The ALJ correctly noted that plaintiff worked as a subcontractor between 1985 and 1990, and that his DIB Insured Status Report reflected zero income for that period. AR at 153, 166. At the hearing, plaintiff testified that he reported the earnings, but the IRS claimed to not have received them. Id at 40-41. Plaintiff further testified that he hired an attorney to handle the tax matter and it was determined that he owed no taxes. Id. at 41. Although plaintiff offered an explanation as to why the record reflected zero earnings from 1985 through 1990, there was no evidence in the record to support his explanation. As such, the ALJ's finding was supported by substantial evidence. See Aukland, 257 F.3d at 1035 ("'If the evidence can support either outcome, the court may not substitute its judgment for that of the ALJ.'") (citation omitted).

The evidence concerning plaintiff's 2008 earnings is similarly conflicting. There are again records to show that, although plaintiff owned his own retail business (apparently a mall kiosk) in 2008, his DIB Insured Status Report shows no earnings for 2008. AR at 153, 166; see id. at 41-42. The ALJ stated that plaintiff testified that he made $3000 per month while self-employed, but failed to report any income in 2008. AR at 21-22. The ALJ's assessment did not accurately represent plaintiff's testimony.
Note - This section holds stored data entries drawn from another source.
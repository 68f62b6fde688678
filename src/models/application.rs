use chrono::{DateTime, Utc};
use rust_decimal::Decimal;
use serde::{Deserialize, Serialize};
use std::fmt;
use std::str::FromStr;

/// Lifecycle state of a job application. Admins may set any value directly.
#[derive(Debug, Clone, Copy, PartialEq, Eq, Hash, PartialOrd, Ord, Serialize, Deserialize)]
pub enum ApplicationStage {
    Applied,
    UnderReview,
    Shortlisted,
    InterviewScheduled,
    Rejected,
    Hired,
}

impl ApplicationStage {
    pub const ALL: [ApplicationStage; 6] = [
        ApplicationStage::Applied,
        ApplicationStage::UnderReview,
        ApplicationStage::Shortlisted,
        ApplicationStage::InterviewScheduled,
        ApplicationStage::Rejected,
        ApplicationStage::Hired,
    ];

    pub fn as_str(&self) -> &'static str {
        match self {
            ApplicationStage::Applied => "Applied",
            ApplicationStage::UnderReview => "UnderReview",
            ApplicationStage::Shortlisted => "Shortlisted",
            ApplicationStage::InterviewScheduled => "InterviewScheduled",
            ApplicationStage::Rejected => "Rejected",
            ApplicationStage::Hired => "Hired",
        }
    }

    pub fn is_pending_review(&self) -> bool {
        matches!(self, ApplicationStage::Applied | ApplicationStage::UnderReview)
    }
}

impl fmt::Display for ApplicationStage {
    fn fmt(&self, f: &mut fmt::Formatter<'_>) -> fmt::Result {
        f.write_str(self.as_str())
    }
}

impl FromStr for ApplicationStage {
    type Err = String;

    fn from_str(s: &str) -> Result<Self, Self::Err> {
        let wanted = s.trim();
        Self::ALL
            .into_iter()
            .find(|stage| stage.as_str().eq_ignore_ascii_case(wanted))
            .ok_or_else(|| s.to_string())
    }
}

/// Decomposed match assessment stored alongside each application.
#[derive(Debug, Clone, PartialEq, Serialize, Deserialize)]
pub struct Scorecard {
    pub skill_match_score: Decimal,
    pub experience_score: Decimal,
    pub education_score: Decimal,
    pub certifications_score: Decimal,
    pub overall_score: Decimal,
    pub strengths_breakdown: String,
    pub gaps_breakdown: String,
    pub generated_at: DateTime<Utc>,
}

#[derive(Debug, Clone, Serialize, Deserialize)]
pub struct JobApplication {
    pub id: i64,
    pub job_posting_id: i64,
    pub candidate_id: i64,
    pub cv_profile_id: Option<i64>,
    pub cover_letter: String,
    pub strengths_summary: String,
    pub weaknesses_summary: String,
    pub match_score: Decimal,
    pub stage: ApplicationStage,
    pub submitted_at: DateTime<Utc>,
    pub updated_at: DateTime<Utc>,
    pub scorecard: Scorecard,
}

#[derive(Debug, Clone)]
pub struct NewJobApplication {
    pub job_posting_id: i64,
    pub candidate_id: i64,
    pub cv_profile_id: Option<i64>,
    pub cover_letter: String,
    pub strengths_summary: String,
    pub weaknesses_summary: String,
    pub match_score: Decimal,
    pub submitted_at: DateTime<Utc>,
    pub scorecard: Scorecard,
}

#[derive(Debug, Clone, Serialize, Deserialize)]
pub struct FollowUpNote {
    pub id: i64,
    pub job_application_id: i64,
    pub admin_id: i64,
    pub note: String,
    pub created_at: DateTime<Utc>,
}

#[derive(Debug, Clone)]
pub struct NewFollowUpNote {
    pub job_application_id: i64,
    pub admin_id: i64,
    pub note: String,
    pub created_at: DateTime<Utc>,
}

#[derive(Debug, Clone, Copy, Default)]
pub struct ApplicationFilter {
    pub candidate_id: Option<i64>,
    pub job_posting_id: Option<i64>,
}

impl ApplicationFilter {
    pub fn all() -> Self {
        Self::default()
    }

    pub fn for_candidate(candidate_id: i64) -> Self {
        Self {
            candidate_id: Some(candidate_id),
            job_posting_id: None,
        }
    }

    pub fn for_job(job_posting_id: i64) -> Self {
        Self {
            candidate_id: None,
            job_posting_id: Some(job_posting_id),
        }
    }

    pub fn matches(&self, application: &JobApplication) -> bool {
        self.candidate_id.map_or(true, |id| application.candidate_id == id)
            && self
                .job_posting_id
                .map_or(true, |id| application.job_posting_id == id)
    }
}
Plaintiff ran a mall kiosk in 2008 and a jewelry store from January through early May 2009. Id. at 40-41, 43. Plaintiff testified that in April 2009, after his mother was diagnosed with stage four cancer, he decided to close his store, which was "not doing the $3,000-a-month business," and go back to work part-time for his former employer. Id. at 40. Although the testimony was not a model of clarity, plaintiff did not testify that he made $3000 per month while running the kiosk. Instead, he testified that he "made approximately $3,000 . . . for . . . two months," which can be interpreted as either that he made $3,000 a month for two months or that he made $3000 in two months. See id. at 43. Plaintiff then testified that he reinvested the money and subsequently the kiosk failed to make money. Id. If plaintiff's kiosk did not result in net earnings, as he implied in his testimony, then he would not have had income to report. Plaintiff offered to provide the ALJ his tax forms from 2008 as clarification, but the ALJ declined. Id. Again, because the documentary evidence reasonably supported the ALJ's finding and the testimonial evidence did not, the court finds this reason to be supported by substantial evidence. See Aukland, 257 F.3d at 1035.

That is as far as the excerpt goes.